- _Entries provided_
***

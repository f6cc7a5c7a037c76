//! TriFit
//!
//! An MCP server for nutrition, fasting and workout tracking.

use rmcp::ServiceExt;
use tokio::io::{stdin, stdout};

use trifit::build_info;
use trifit::config::Config;
use trifit::db::{self, Database};
use trifit::mcp::TrifitService;
use trifit::store::StateStore;

#[tokio::main]
async fn main() -> Result<(), Box<dyn std::error::Error>> {
    let config = Config::from_env()?;

    // Logging goes to stderr so it does not interfere with MCP stdio
    tracing_subscriber::fmt()
        .with_env_filter(config.env_filter())
        .with_writer(std::io::stderr)
        .init();

    build_info::print_startup_banner();
    eprintln!("Starting MCP server on stdio...");

    let db_path = config.database_path.clone();
    eprintln!("Database path: {}", db_path.display());

    if let Some(parent) = db_path.parent() {
        std::fs::create_dir_all(parent)?;
    }

    eprintln!("Initializing database...");
    let database = Database::new(&db_path)?;

    database.with_conn(|conn| {
        db::migrations::run_migrations(conn)?;
        let version = db::migrations::get_schema_version(conn)?;
        eprintln!("Database schema version: {}", version);
        Ok(())
    })?;

    let service = TrifitService::new(db_path, StateStore::new(database));
    tracing::info!("TriFit ready");

    let transport = (stdin(), stdout());
    let server = service.serve(transport).await?;
    server.waiting().await?;

    Ok(())
}
//! Nutrition calculation module
//!
//! Unit conversion, intake logging and daily energy estimates.

pub mod converter;
pub mod energy;
pub mod intake;
pub mod units;

pub use converter::{
    available_units, convert, rescale_amount, serving_ratio, RatioMethod, ServingRatio,
};
pub use energy::{basal_metabolic_rate, estimate_daily_energy};
pub use intake::{
    add_consumed, add_custom_food, calories_consumed, default_meal_for_hour, find_food,
    group_by_meal, log_consumption, preview_calories, remove_consumed, search_foods,
    DailyProgress, MealGroup,
};
pub use units::{categorize_unit, grams_per_unit, ml_per_unit, Unit, UnitFamily};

***

- _Work to complete_
Beginning with the line above that contains "and workout tracking.", copy each line exactly up to and including the line that contains "#[tokio::main]", and go no further.

- _Result of the exercise_
//! An MCP server for nutrition, fasting and workout tracking.

use rmcp::ServiceExt;
use tokio::io::{stdin, stdout};

use trifit::build_info;
use trifit::config::Config;
use trifit::db::{self, Database};
use trifit::mcp::TrifitService;
use trifit::store::StateStore;

#[tokio::main]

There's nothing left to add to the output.